▶ **Recorded data**:

▽

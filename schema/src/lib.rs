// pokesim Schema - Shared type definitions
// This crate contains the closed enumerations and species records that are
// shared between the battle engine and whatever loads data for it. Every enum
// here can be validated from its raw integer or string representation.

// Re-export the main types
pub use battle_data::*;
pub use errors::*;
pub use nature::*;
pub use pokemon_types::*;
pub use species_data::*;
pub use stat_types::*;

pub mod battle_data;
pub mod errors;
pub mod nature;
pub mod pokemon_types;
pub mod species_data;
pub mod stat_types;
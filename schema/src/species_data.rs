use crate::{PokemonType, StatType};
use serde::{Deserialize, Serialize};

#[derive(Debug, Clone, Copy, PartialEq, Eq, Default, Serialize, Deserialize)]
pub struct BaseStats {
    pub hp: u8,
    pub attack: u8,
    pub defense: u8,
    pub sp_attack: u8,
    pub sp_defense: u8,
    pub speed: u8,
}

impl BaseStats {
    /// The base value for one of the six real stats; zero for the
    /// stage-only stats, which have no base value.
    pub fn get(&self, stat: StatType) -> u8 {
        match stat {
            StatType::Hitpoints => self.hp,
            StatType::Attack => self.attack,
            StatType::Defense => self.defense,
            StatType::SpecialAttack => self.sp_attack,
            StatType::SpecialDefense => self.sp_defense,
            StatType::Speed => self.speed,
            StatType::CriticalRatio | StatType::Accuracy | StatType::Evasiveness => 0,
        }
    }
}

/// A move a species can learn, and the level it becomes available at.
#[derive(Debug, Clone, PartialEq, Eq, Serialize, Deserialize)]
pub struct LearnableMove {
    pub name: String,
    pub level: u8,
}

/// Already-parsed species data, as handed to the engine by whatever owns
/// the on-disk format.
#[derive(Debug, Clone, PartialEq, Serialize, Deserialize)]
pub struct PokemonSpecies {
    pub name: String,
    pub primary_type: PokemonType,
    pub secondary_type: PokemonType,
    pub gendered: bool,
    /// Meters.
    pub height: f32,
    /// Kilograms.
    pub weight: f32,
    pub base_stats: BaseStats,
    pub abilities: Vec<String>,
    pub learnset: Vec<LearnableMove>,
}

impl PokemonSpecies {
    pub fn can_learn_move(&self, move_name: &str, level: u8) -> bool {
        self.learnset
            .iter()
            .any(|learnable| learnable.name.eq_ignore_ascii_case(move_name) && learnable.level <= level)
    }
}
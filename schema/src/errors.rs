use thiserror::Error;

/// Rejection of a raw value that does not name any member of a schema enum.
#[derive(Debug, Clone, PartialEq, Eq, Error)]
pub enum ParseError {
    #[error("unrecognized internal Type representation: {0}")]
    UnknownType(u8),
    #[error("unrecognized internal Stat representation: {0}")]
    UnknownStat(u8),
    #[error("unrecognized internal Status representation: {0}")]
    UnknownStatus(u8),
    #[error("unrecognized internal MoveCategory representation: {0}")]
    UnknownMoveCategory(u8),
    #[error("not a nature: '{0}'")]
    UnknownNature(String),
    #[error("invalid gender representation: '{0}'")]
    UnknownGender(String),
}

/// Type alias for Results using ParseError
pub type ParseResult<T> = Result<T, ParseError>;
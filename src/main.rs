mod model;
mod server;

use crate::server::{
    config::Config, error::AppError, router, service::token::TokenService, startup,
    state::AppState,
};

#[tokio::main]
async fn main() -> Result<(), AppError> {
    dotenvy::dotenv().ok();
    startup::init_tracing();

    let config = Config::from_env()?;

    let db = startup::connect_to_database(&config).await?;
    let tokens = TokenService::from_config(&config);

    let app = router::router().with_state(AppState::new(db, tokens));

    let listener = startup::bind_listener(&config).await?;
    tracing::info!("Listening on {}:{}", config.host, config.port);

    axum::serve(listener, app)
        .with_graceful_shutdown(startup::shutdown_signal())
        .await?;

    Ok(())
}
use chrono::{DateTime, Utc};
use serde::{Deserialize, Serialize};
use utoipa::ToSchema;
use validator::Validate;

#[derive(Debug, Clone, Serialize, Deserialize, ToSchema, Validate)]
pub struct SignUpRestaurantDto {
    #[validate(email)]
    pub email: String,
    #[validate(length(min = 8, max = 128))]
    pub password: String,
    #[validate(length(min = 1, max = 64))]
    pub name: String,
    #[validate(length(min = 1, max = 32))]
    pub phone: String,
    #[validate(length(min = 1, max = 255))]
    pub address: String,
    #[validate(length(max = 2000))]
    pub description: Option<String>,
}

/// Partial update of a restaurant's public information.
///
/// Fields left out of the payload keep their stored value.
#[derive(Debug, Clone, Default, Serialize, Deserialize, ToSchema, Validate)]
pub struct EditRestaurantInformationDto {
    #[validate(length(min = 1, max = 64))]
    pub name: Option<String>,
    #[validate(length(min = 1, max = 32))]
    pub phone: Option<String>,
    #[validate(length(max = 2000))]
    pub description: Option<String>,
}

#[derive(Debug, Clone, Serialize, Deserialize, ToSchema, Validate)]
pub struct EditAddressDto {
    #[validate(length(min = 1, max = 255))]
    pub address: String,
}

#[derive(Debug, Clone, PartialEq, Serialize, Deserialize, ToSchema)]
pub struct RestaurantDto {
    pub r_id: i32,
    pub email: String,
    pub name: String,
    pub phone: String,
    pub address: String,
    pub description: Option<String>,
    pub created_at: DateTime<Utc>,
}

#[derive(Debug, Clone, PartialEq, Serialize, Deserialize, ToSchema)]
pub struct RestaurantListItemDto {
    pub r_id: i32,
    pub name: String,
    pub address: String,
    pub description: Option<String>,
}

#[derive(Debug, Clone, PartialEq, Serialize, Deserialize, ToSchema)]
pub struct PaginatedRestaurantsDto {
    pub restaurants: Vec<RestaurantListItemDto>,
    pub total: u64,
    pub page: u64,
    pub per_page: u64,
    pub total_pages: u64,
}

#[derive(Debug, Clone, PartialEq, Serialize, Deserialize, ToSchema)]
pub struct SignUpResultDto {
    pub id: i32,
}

△

▶ **What to do**: In the listing above, show every line with the word "RestaurantListItemDto".

▶ **Solution to this task**:
pub struct RestaurantListItemDto {
    pub restaurants: Vec<RestaurantListItemDto>,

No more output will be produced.